* _WHAT IS REQUIRED_: Repeat precisely the span of lines below that opens with the line containing "are returned and" and closes with the line containing "trees.push(tree);", both included.

* _DATASET_:
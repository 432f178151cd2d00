//! Binary forest format.
//!
//! # Layout
//!
//! ```text
//! Header (8 bytes)
//!   0  4  Magic ("ICBT")
//!   4  1  Version major
//!   5  1  Version minor
//!   6  2  Reserved
//! Per tree
//!   1     TREE tag
//!   4     Node count (u32)
//!   ...   Node records in pre-order
//! End
//!   1     END tag
//!
//! Node record
//!   1     LEAF or SPLIT tag
//!   4     Feature (u32)         split only
//!   8     Threshold (f64)       split only
//!   8×5   prediction, train_loss, local_optimism, prob_node, crt (f64)
//!   8     n_obs (u64)
//! ```
//!
//! All integers and floats are little-endian. Floats are stored bit-exact,
//! so a round trip reproduces predictions exactly.

use std::io::{self, Read, Write};

use super::error::{ReadError, WriteError};
use super::{PreorderBuilder, ReadReport, check_depth};
use crate::repr::{Forest, Node, NodeKind, NodeStats, Tree};

// ============================================================================
// Constants
// ============================================================================

/// Magic bytes identifying an icboost forest stream.
pub const MAGIC: &[u8; 4] = b"ICBT";

/// Current format version (major).
pub const VERSION_MAJOR: u8 = 1;

/// Current format version (minor).
pub const VERSION_MINOR: u8 = 0;

/// Size of the format header in bytes.
pub const HEADER_SIZE: usize = 8;

const TAG_TREE: u8 = b'T';
const TAG_END: u8 = b'E';
const TAG_LEAF: u8 = b'L';
const TAG_SPLIT: u8 = b'S';

// ============================================================================
// Header
// ============================================================================

/// Stream header.
#[derive(Debug, Clone, Copy, PartialEq, Eq)]
pub struct FormatHeader {
    pub version_major: u8,
    pub version_minor: u8,
}

impl FormatHeader {
    /// Header of the current version.
    pub fn current() -> Self {
        Self {
            version_major: VERSION_MAJOR,
            version_minor: VERSION_MINOR,
        }
    }

    pub fn to_bytes(&self) -> [u8; HEADER_SIZE] {
        let mut buf = [0u8; HEADER_SIZE];
        buf[0..4].copy_from_slice(MAGIC);
        buf[4] = self.version_major;
        buf[5] = self.version_minor;
        buf
    }

    /// Parse and check compatibility.
    pub fn from_bytes(buf: &[u8; HEADER_SIZE]) -> Result<Self, ReadError> {
        if &buf[0..4] != MAGIC {
            return Err(ReadError::NotAModel);
        }
        let header = Self {
            version_major: buf[4],
            version_minor: buf[5],
        };
        if header.version_major != VERSION_MAJOR {
            return Err(ReadError::UnsupportedVersion {
                major: header.version_major,
                minor: header.version_minor,
            });
        }
        Ok(header)
    }
}

// ============================================================================
// Writing
// ============================================================================

/// Write `forest` to `writer`.
pub fn write_forest<W: Write>(forest: &Forest, mut writer: W) -> Result<(), WriteError> {
    check_depth(forest)?;
    writer.write_all(&FormatHeader::current().to_bytes())?;

    let mut record = Vec::with_capacity(64);
    for tree in forest {
        let n_nodes = tree.n_nodes();
        let count = u32::try_from(n_nodes).map_err(|_| WriteError::TooLarge {
            what: "node count",
            value: n_nodes,
        })?;
        writer.write_all(&[TAG_TREE])?;
        writer.write_all(&count.to_le_bytes())?;

        for node in tree.pre_order() {
            record.clear();
            encode_node(node, &mut record)?;
            writer.write_all(&record)?;
        }
    }

    writer.write_all(&[TAG_END])?;
    writer.flush()?;
    Ok(())
}

/// Encode `forest` into a byte vector.
pub fn to_bytes(forest: &Forest) -> Result<Vec<u8>, WriteError> {
    let mut buf = Vec::new();
    write_forest(forest, &mut buf)?;
    Ok(buf)
}

fn encode_node(node: &Node, buf: &mut Vec<u8>) -> Result<(), WriteError> {
    match &node.kind {
        NodeKind::Leaf => buf.push(TAG_LEAF),
        NodeKind::Split(split) => {
            let feature = u32::try_from(split.feature).map_err(|_| WriteError::TooLarge {
                what: "feature index",
                value: split.feature,
            })?;
            buf.push(TAG_SPLIT);
            buf.extend_from_slice(&feature.to_le_bytes());
            buf.extend_from_slice(&split.threshold.to_le_bytes());
        }
    }
    let s = &node.stats;
    for value in [s.prediction, s.train_loss, s.local_optimism, s.prob_node, s.crt] {
        buf.extend_from_slice(&value.to_le_bytes());
    }
    buf.extend_from_slice(&(s.n_obs as u64).to_le_bytes());
    Ok(())
}

// ============================================================================
// Reading
// ============================================================================

/// Read a forest from `reader`.
///
/// # Errors
///
/// Only a missing or incompatible header is an error. Decoding stops at the
/// first malformed or truncated tree; the trees before it are returned and
/// the reason is recorded in [`ReadReport::stopped_by`].
pub fn read_forest<R: Read>(mut reader: R) -> Result<(Forest, ReadReport), ReadError> {
    let mut header = [0u8; HEADER_SIZE];
    reader.read_exact(&mut header).map_err(|e| match e.kind() {
        io::ErrorKind::UnexpectedEof => ReadError::NotAModel,
        _ => ReadError::Io(e),
    })?;
    FormatHeader::from_bytes(&header)?;

    let mut report = ReadReport::default();
    let mut trees = Vec::new();
    loop {
        match read_tree(&mut reader, &mut report) {
            Ok(Some(tree)) => {
                trees.push(tree);
                report.trees += 1;
            }
            Ok(None) => break,
            Err(err) => {
                report.stop(err);
                break;
            }
        }
    }
    Ok((Forest::from_trees(trees), report))
}

/// Decode a forest from bytes.
pub fn from_bytes(bytes: &[u8]) -> Result<(Forest, ReadReport), ReadError> {
    read_forest(bytes)
}

/// Next tree, or `None` at the END tag.
fn read_tree<R: Read>(reader: &mut R, report: &mut ReadReport) -> Result<Option<Tree>, ReadError> {
    let [tag] = read_array::<_, 1>(reader, 0)?;
    report.records += 1;
    match tag {
        TAG_END => return Ok(None),
        TAG_TREE => {}
        tag => {
            return Err(ReadError::InvalidTag {
                tag,
                record: report.records,
            });
        }
    }
    let count = u32::from_le_bytes(read_array(reader, 0)?) as usize;
    if count == 0 {
        return Ok(Some(Tree::new()));
    }

    let mut builder = PreorderBuilder::new();
    for read in 0..count {
        let [tag] = read_array::<_, 1>(reader, read)?;
        report.records += 1;
        match tag {
            TAG_LEAF => {
                let stats = read_stats(reader, read)?;
                report.nodes += 1;
                builder.push_leaf(stats)?;
            }
            TAG_SPLIT => {
                let feature = u32::from_le_bytes(read_array(reader, read)?) as usize;
                let threshold = f64::from_le_bytes(read_array(reader, read)?);
                let stats = read_stats(reader, read)?;
                report.nodes += 1;
                builder.push_split(stats, feature, threshold)?;
            }
            tag => {
                return Err(ReadError::InvalidTag {
                    tag,
                    record: report.records,
                });
            }
        }
    }
    Ok(Some(Tree::from_root(builder.finish()?)))
}

fn read_stats<R: Read>(reader: &mut R, nodes: usize) -> Result<NodeStats, ReadError> {
    let mut values = [0.0; 5];
    for value in &mut values {
        *value = f64::from_le_bytes(read_array(reader, nodes)?);
    }
    let n_obs = u64::from_le_bytes(read_array(reader, nodes)?);
    let n_obs = usize::try_from(n_obs)
        .map_err(|_| ReadError::Malformed(format!("observation count {n_obs} overflows")))?;
    let [prediction, train_loss, local_optimism, prob_node, crt] = values;
    Ok(NodeStats {
        prediction,
        train_loss,
        local_optimism,
        prob_node,
        crt,
        n_obs,
    })
}

/// Read exactly `N` bytes; end of stream maps to `Truncated { nodes }`.
fn read_array<R: Read, const N: usize>(reader: &mut R, nodes: usize) -> Result<[u8; N], ReadError> {
    let mut buf = [0u8; N];
    reader.read_exact(&mut buf).map_err(|e| match e.kind() {
        io::ErrorKind::UnexpectedEof => ReadError::Truncated { nodes },
        _ => ReadError::Io(e),
    })?;
    Ok(buf)
}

* _RESPONSE AREA_:
/// first malformed or truncated tree; the trees before it are returned and
/// the reason is recorded in [`ReadReport::stopped_by`].
pub fn read_forest<R: Read>(mut reader: R) -> Result<(Forest, ReadReport), ReadError> {
    let mut header = [0u8; HEADER_SIZE];
    reader.read_exact(&mut header).map_err(|e| match e.kind() {
        io::ErrorKind::UnexpectedEof => ReadError::NotAModel,
        _ => ReadError::Io(e),
    })?;
    FormatHeader::from_bytes(&header)?;

    let mut report = ReadReport::default();
    let mut trees = Vec::new();
    loop {
        match read_tree(&mut reader, &mut report) {
            Ok(Some(tree)) => {
                trees.push(tree);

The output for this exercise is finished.